use crate::config::types::Config;
use crate::config::validation::validate;
use crate::ConfigResult;
use sha2::{Digest, Sha256};
use std::path::Path;

/// Environment variable that replaces `storage.database-path` when set
pub const DATABASE_PATH_ENV: &str = "HARVESTER_DATABASE_PATH";

/// Loads and parses a configuration file from the given path
///
/// Environment overrides are applied after parsing and before validation.
///
/// # Arguments
///
/// * `path` - Path to the TOML configuration file
///
/// # Returns
///
/// * `Ok(Config)` - Successfully loaded and validated configuration
/// * `Err(ConfigError)` - Failed to load, parse, or validate the configuration
///
/// # Example
///
/// ```no_run
/// use std::path::Path;
/// use site_harvester::config::load_config;
///
/// let config = load_config(Path::new("harvester.toml")).unwrap();
/// println!("Workers: {}", config.workers.worker_count);
/// ```
pub fn load_config(path: &Path) -> ConfigResult<Config> {
    let content = std::fs::read_to_string(path)?;

    let mut config: Config = toml::from_str(&content)?;

    apply_env_overrides(&mut config, |key| std::env::var(key).ok());

    validate(&config)?;

    Ok(config)
}

/// Applies environment overrides to a parsed configuration
///
/// `lookup` resolves a variable name to its value. Empty values are ignored,
/// so a blank variable never clears a setting from the file.
pub fn apply_env_overrides<F>(config: &mut Config, lookup: F)
where
    F: Fn(&str) -> Option<String>,
{
    if let Some(path) = lookup(DATABASE_PATH_ENV).filter(|v| !v.is_empty()) {
        tracing::debug!("Database path overridden by {}", DATABASE_PATH_ENV);
        config.storage.database_path = path;
    }
}

/// Computes a SHA-256 hash of the configuration file content
///
/// Logged at startup so operators can tell which configuration a run used.
///
/// # Arguments
///
/// * `path` - Path to the TOML configuration file
///
/// # Returns
///
/// * `Ok(String)` - Hex-encoded SHA-256 hash of the file content
/// * `Err(ConfigError)` - Failed to read the file
pub fn compute_config_hash(path: &Path) -> ConfigResult<String> {
    let content = std::fs::read_to_string(path)?;
    let mut hasher = Sha256::new();
    hasher.update(content.as_bytes());
    let result = hasher.finalize();
    Ok(hex::encode(result))
}

/// Loads a configuration and returns both the config and its hash
pub fn load_config_with_hash(path: &Path) -> ConfigResult<(Config, String)> {
    let config = load_config(path)?;
    let hash = compute_config_hash(path)?;
    Ok((config, hash))
}
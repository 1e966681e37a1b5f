use url::Url;

/// Extracts the authority (host and explicit port) from a URL
///
/// The host is lowercased. Default ports are never included because the
/// `url` crate drops them while parsing.
///
/// # Returns
///
/// * `Some(String)` - e.g. `example.com` or `127.0.0.1:8080`
/// * `None` - If the URL has no host
///
/// # Examples
///
/// ```
/// use url::Url;
/// use site_harvester::url::extract_authority;
///
/// let url = Url::parse("https://EXAMPLE.COM/path").unwrap();
/// assert_eq!(extract_authority(&url), Some("example.com".to_string()));
///
/// let url = Url::parse("http://localhost:3000/").unwrap();
/// assert_eq!(extract_authority(&url), Some("localhost:3000".to_string()));
/// ```
pub fn extract_authority(url: &Url) -> Option<String> {
    let host = url.host_str()?.to_lowercase();
    if host.is_empty() {
        return None;
    }

    match url.port() {
        Some(port) => Some(format!("{}:{}", host, port)),
        None => Some(host),
    }
}
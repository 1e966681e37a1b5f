//! Fixed-size pool of crawl workers sharing one queue

use crate::crawler::CrawlEngine;
use crate::jobs::worker::{SharedQueue, Worker};
use crate::storage::{ClaimedSite, SiteStore};
use std::sync::Arc;
use tokio::sync::{mpsc, Mutex};
use tokio::task::JoinHandle;

pub struct WorkerPool {
    handles: Vec<JoinHandle<()>>,
}

impl WorkerPool {
    /// Spawns `worker_count` workers draining `queue`
    pub fn spawn(
        worker_count: usize,
        engine: Arc<CrawlEngine>,
        store: Arc<dyn SiteStore>,
        queue: mpsc::Receiver<ClaimedSite>,
    ) -> Self {
        let shared: SharedQueue = Arc::new(Mutex::new(queue));

        let handles = (0..worker_count)
            .map(|id| {
                let worker = Worker::new(id, engine.clone(), store.clone());
                tokio::spawn(worker.run(shared.clone()))
            })
            .collect();

        tracing::info!(workers = worker_count, "Worker pool started");

        Self { handles }
    }

    pub fn size(&self) -> usize {
        self.handles.len()
    }

    /// Waits for every worker to exit
    ///
    /// Workers exit once the queue's sender is dropped and the queue is empty.
    pub async fn join(self) {
        for handle in self.handles {
            if let Err(e) = handle.await {
                tracing::error!(error = %e, "Worker task panicked");
            }
        }
        tracing::info!("Worker pool stopped");
    }
}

_TASK_. Once you have counted the lines above containing the word "Option", state that number and nothing more.

_SOLVED PROBLEM_. 2